ETL Water Quality Data from the BioData System
These scripts are run by the OWI Jenkins Job Runners. The job name is WQP_BIODATA_ETL. They follow the general OWI ETL pattern using ant to control the execution of PL/SQL scripts.
The basic flow is:
-
Copy data from the BioData Retrieval system into the biodata schema of the nolog database. (copyFromDW.sql)
-
Drop the referential integrity constraints on the biodata swap tables of the wqp_core schema. (dropRI.sql)
-
Drop the indexes on the biodata station swap table, populate with transformed data, and rebuild the indexes. (transformStation.sql)
-
Drop the indexes on the biodata activity swap table, populate with transformed data, and rebuild the indexes. (transformActivity.sql)
-
Drop the indexes on the biodata result swap table, populate with transformed data, and rebuild the indexes. (transformResult.sql)
-
Drop the indexes on the biodata summary swap tables, populate with transformed data, and rebuild the indexes. (createSummaries.sql)
-
Drop the indexes on the biodata code lookup swap tables, populate with transformed data, and rebuild the indexes. (createCodes.sql)

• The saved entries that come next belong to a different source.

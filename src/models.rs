//! Core data types that flow through the indexing and retrieval pipeline.
//!
//! The data lifecycle is:
//!
//! ```text
//! walk → file text → split() → CodeChunk → embed() → EmbeddedChunk
//!                                                        ↓
//!                                               store.insert() / search()
//!                                                        ↓
//!                                                  SearchResult
//! ```
//!
//! - A **[`CodeChunk`]** is a contiguous region of one source file with a
//!   content-addressed id and 1-indexed inclusive line range.
//! - An **[`EmbeddedChunk`]** pairs a chunk with its dense vector.
//! - A **[`SparseVector`]** is the `(indices, values)` bag-of-terms
//!   weighting emitted by the BM25 vectorizer.
//! - A **[`SearchResult`]** is the projection returned to callers.

use std::collections::HashMap;

use serde::{Deserialize, Serialize};

use crate::hashing;

/// Metadata key carrying the originating codebase root on every chunk.
pub const METADATA_CODEBASE_PATH: &str = "codebasePath";

/// A contiguous code region from one file with a stable content-addressed id.
#[derive(Debug, Clone, Serialize, Deserialize)]
pub struct CodeChunk {
    /// `chunk_` + 16-hex digest over path, content, and line range.
    pub id: String,
    /// Chunk text, exactly as read from the file.
    pub content: String,
    /// Path relative to the codebase root, host OS separators.
    pub relative_path: String,
    /// First line of the chunk (1-indexed, inclusive).
    pub start_line: u32,
    /// Last line of the chunk (1-indexed, inclusive, `>= start_line`).
    pub end_line: u32,
    /// File extension without the leading dot (e.g. `"rs"`, `"py"`).
    pub file_extension: String,
    /// Free-form metadata; always carries [`METADATA_CODEBASE_PATH`].
    pub metadata: HashMap<String, serde_json::Value>,
}

impl CodeChunk {
    /// Build a chunk with its content-addressed id and codebase metadata.
    pub fn new(
        codebase_path: &str,
        relative_path: &str,
        content: String,
        start_line: u32,
        end_line: u32,
        file_extension: &str,
    ) -> Self {
        let id = hashing::chunk_id(relative_path, &content, start_line, end_line);
        let mut metadata = HashMap::new();
        metadata.insert(
            METADATA_CODEBASE_PATH.to_string(),
            serde_json::Value::String(codebase_path.to_string()),
        );
        Self {
            id,
            content,
            relative_path: relative_path.to_string(),
            start_line,
            end_line,
            file_extension: file_extension.to_string(),
            metadata,
        }
    }
}

/// A chunk paired with its dense vector, ready for upsert.
#[derive(Debug, Clone)]
pub struct EmbeddedChunk {
    pub chunk: CodeChunk,
    /// Dense embedding; length must equal the collection dimension.
    pub dense: Vec<f32>,
}

/// Compressed `(indices, values)` representation of a bag-of-terms weighting.
///
/// Invariants: `indices.len() == values.len()`, indices unique and
/// ascending, every value strictly positive.
#[derive(Debug, Clone, Default, PartialEq, Serialize, Deserialize)]
pub struct SparseVector {
    pub indices: Vec<u32>,
    pub values: Vec<f32>,
}

impl SparseVector {
    /// True when the vector carries no terms.
    pub fn is_empty(&self) -> bool {
        self.indices.is_empty()
    }

    /// Check the structural invariants sparse backends rely on.
    pub fn is_valid(&self) -> bool {
        if self.indices.len() != self.values.len() {
            return false;
        }
        if self.values.iter().any(|v| *v <= 0.0 || !v.is_finite()) {
            return false;
        }
        self.indices.windows(2).all(|w| w[0] < w[1])
    }

    /// Scale values to unit L2 norm. No-op for empty vectors.
    pub fn l2_normalize(&mut self) {
        let norm: f32 = self.values.iter().map(|v| v * v).sum::<f32>().sqrt();
        if norm > f32::EPSILON {
            for v in &mut self.values {
                *v /= norm;
            }
        }
    }

    /// Dot product over shared term ids. Both operands must be sorted
    /// by index, which [`is_valid`](Self::is_valid) guarantees.
    pub fn dot(&self, other: &SparseVector) -> f32 {
        let mut sum = 0.0f32;
        let (mut i, mut j) = (0usize, 0usize);
        while i < self.indices.len() && j < other.indices.len() {
            match self.indices[i].cmp(&other.indices[j]) {
                std::cmp::Ordering::Less => i += 1,
                std::cmp::Ordering::Greater => j += 1,
                std::cmp::Ordering::Equal => {
                    sum += self.values[i] * other.values[j];
                    i += 1;
                    j += 1;
                }
            }
        }
        sum
    }
}

/// A single search hit projected for callers.
#[derive(Debug, Clone, Serialize)]
pub struct SearchResult {
    pub content: String,
    pub relative_path: String,
    pub start_line: u32,
    pub end_line: u32,
    /// Language name derived from the file extension.
    pub language: String,
    pub score: f32,
}

/// Map a file extension (no leading dot) to a language name.
///
/// Unknown extensions fall through to the extension itself, so results
/// for niche file types still carry something useful.
pub fn language_for_extension(ext: &str) -> String {
    match ext {
        "rs" => "rust",
        "py" | "pyw" => "python",
        "js" | "jsx" | "mjs" | "cjs" => "javascript",
        "ts" | "tsx" | "mts" | "cts" => "typescript",
        "go" => "go",
        "java" => "java",
        "kt" | "kts" => "kotlin",
        "c" | "h" => "c",
        "cpp" | "cc" | "cxx" | "hpp" => "cpp",
        "cs" => "csharp",
        "rb" => "ruby",
        "php" => "php",
        "swift" => "swift",
        "scala" => "scala",
        "sh" | "bash" | "zsh" => "shell",
        "md" => "markdown",
        other => return other.to_string(),
    }
    .to_string()
}

#[cfg(test)]
mod tests {
    use super::*;

    #[test]
    fn chunk_carries_codebase_path_metadata() {
        let c = CodeChunk::new("/repo", "src/a.rs", "fn a() {}".into(), 1, 1, "rs");
        assert_eq!(
            c.metadata.get(METADATA_CODEBASE_PATH),
            Some(&serde_json::Value::String("/repo".into()))
        );
        assert!(c.id.starts_with("chunk_"));
    }

    #[test]
    fn equal_chunks_share_an_id() {
        let a = CodeChunk::new("/r", "a.rs", "x".into(), 1, 1, "rs");
        let b = CodeChunk::new("/other", "a.rs", "x".into(), 1, 1, "rs");
        // The codebase path lives in metadata, not in the id material.
        assert_eq!(a.id, b.id);
    }

    #[test]
    fn sparse_validity() {
        let ok = SparseVector {
            indices: vec![1, 4, 9],
            values: vec![0.5, 1.0, 2.0],
        };
        assert!(ok.is_valid());

        let dup = SparseVector {
            indices: vec![1, 1],
            values: vec![0.5, 0.5],
        };
        assert!(!dup.is_valid());

        let nonpositive = SparseVector {
            indices: vec![1],
            values: vec![0.0],
        };
        assert!(!nonpositive.is_valid());

        let ragged = SparseVector {
            indices: vec![1, 2],
            values: vec![0.5],
        };
        assert!(!ragged.is_valid());
    }

    #[test]
    fn sparse_dot_over_shared_terms() {
        let a = SparseVector {
            indices: vec![1, 3, 5],
            values: vec![1.0, 2.0, 3.0],
        };
        let b = SparseVector {
            indices: vec![3, 5, 7],
            values: vec![4.0, 5.0, 6.0],
        };
        // 2*4 + 3*5
        assert!((a.dot(&b) - 23.0).abs() < 1e-6);
        assert_eq!(a.dot(&SparseVector::default()), 0.0);
    }

    #[test]
    fn sparse_l2_normalize() {
        let mut v = SparseVector {
            indices: vec![0, 1],
            values: vec![3.0, 4.0],
        };
        v.l2_normalize();
        let norm: f32 = v.values.iter().map(|x| x * x).sum::<f32>().sqrt();
        assert!((norm - 1.0).abs() < 1e-6);
    }

    #[test]
    fn language_mapping() {
        assert_eq!(language_for_extension("rs"), "rust");
        assert_eq!(language_for_extension("tsx"), "typescript");
        assert_eq!(language_for_extension("zig"), "zig");
    }
}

Note: Several code lookup values are dependent on data from the WQP_NWIS_ETL correctly collecting data from natprod.
-
Add back the referential integrity constraints on the biodata swap tables of the wqp_core schema. (addRI.sql)
-
Analyze the biodata swap tables of the wqp_core schema. (analyze.sql)
-
Validate that rows counts and change in row counts are within the tolerated values. (validate.sql)
-
Install the new data using partition exchanges. (install.sql)
The translation of data is specific to this repository. The heavy lifting (indexing, RI, partition exchanges, etc.) is done using common packages in the wqp_core schema. These are defined in the schema-wqp-core repository.